*Task item*: Find the line containing "Orchestrator::AzureDevOps". Reproduce it and every line after it up to the end of the records, exactly as written.

*Listed entries*:
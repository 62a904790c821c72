//! Execution environment: CI orchestrator kind and environment variables.

use serde::Serialize;

/// Environment variable carrying the OIDC token request bearer token
pub const OIDC_REQUEST_TOKEN_ENV_VAR: &str = "PIPER_ACTIONS_ID_TOKEN_REQUEST_TOKEN";

/// Environment variable carrying the OIDC token request URL
pub const OIDC_REQUEST_URL_ENV_VAR: &str = "PIPER_ACTIONS_ID_TOKEN_REQUEST_URL";

/// CI system the release runs on
#[derive(Debug, Clone, Copy, PartialEq, Eq, Serialize)]
#[serde(rename_all = "camelCase")]
pub enum Orchestrator {
    GitHubActions,
    Jenkins,
    AzureDevOps,
    Unknown,
}

impl Orchestrator {
    /// Whether the orchestrator can issue federated OIDC identity tokens
    pub fn supports_oidc_federation(&self) -> bool {
        matches!(self, Self::GitHubActions)
    }
}

/// Read access to environment variables
pub trait EnvironmentLookup {
    fn lookup_env(&self, name: &str) -> Option<String>;
}

/// Detection of the CI orchestrator
pub trait OrchestratorDetector {
    fn detect(&self) -> Orchestrator;
}

/// Detect the orchestrator from its well-known environment variables
pub fn detect_orchestrator(env: &dyn EnvironmentLookup) -> Orchestrator {
    let is_set = |name: &str| env.lookup_env(name).is_some_and(|v| !v.is_empty());

    if env.lookup_env("GITHUB_ACTIONS").as_deref() == Some("true") {
        Orchestrator::GitHubActions
    } else if is_set("JENKINS_URL") || is_set("JENKINS_HOME") {
        Orchestrator::Jenkins
    } else if env
        .lookup_env("TF_BUILD")
        .is_some_and(|v| v.eq_ignore_ascii_case("true"))
    {
        Orchestrator::AzureDevOps
    } else {
        Orchestrator::Unknown
    }
}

*Solution to the exercise*:
        Orchestrator::AzureDevOps
    } else {
        Orchestrator::Unknown
    }
}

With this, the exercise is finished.